Collected data
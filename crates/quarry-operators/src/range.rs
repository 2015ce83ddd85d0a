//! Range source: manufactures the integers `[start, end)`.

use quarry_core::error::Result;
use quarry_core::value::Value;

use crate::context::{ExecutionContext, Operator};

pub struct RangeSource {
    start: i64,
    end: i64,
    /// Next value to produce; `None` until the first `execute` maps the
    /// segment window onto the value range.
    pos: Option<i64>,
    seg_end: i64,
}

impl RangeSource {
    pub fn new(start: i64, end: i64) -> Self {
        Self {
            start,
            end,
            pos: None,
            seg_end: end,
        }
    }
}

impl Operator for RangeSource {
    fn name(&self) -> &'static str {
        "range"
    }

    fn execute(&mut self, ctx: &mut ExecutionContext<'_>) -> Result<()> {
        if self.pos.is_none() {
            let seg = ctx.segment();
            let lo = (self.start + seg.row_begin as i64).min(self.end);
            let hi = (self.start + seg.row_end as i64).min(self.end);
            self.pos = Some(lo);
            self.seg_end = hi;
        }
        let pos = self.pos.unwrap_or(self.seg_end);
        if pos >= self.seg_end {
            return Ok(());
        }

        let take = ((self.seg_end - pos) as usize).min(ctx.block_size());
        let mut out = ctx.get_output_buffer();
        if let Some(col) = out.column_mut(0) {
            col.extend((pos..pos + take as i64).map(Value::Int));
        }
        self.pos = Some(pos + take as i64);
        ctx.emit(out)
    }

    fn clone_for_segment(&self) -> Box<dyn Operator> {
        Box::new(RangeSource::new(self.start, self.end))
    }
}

- **Your task**: Find the word "Result" in the entries and show each line where it is found.

- **Response to this exercise**:
use quarry_core::error::Result;
    fn execute(&mut self, ctx: &mut ExecutionContext<'_>) -> Result<()> {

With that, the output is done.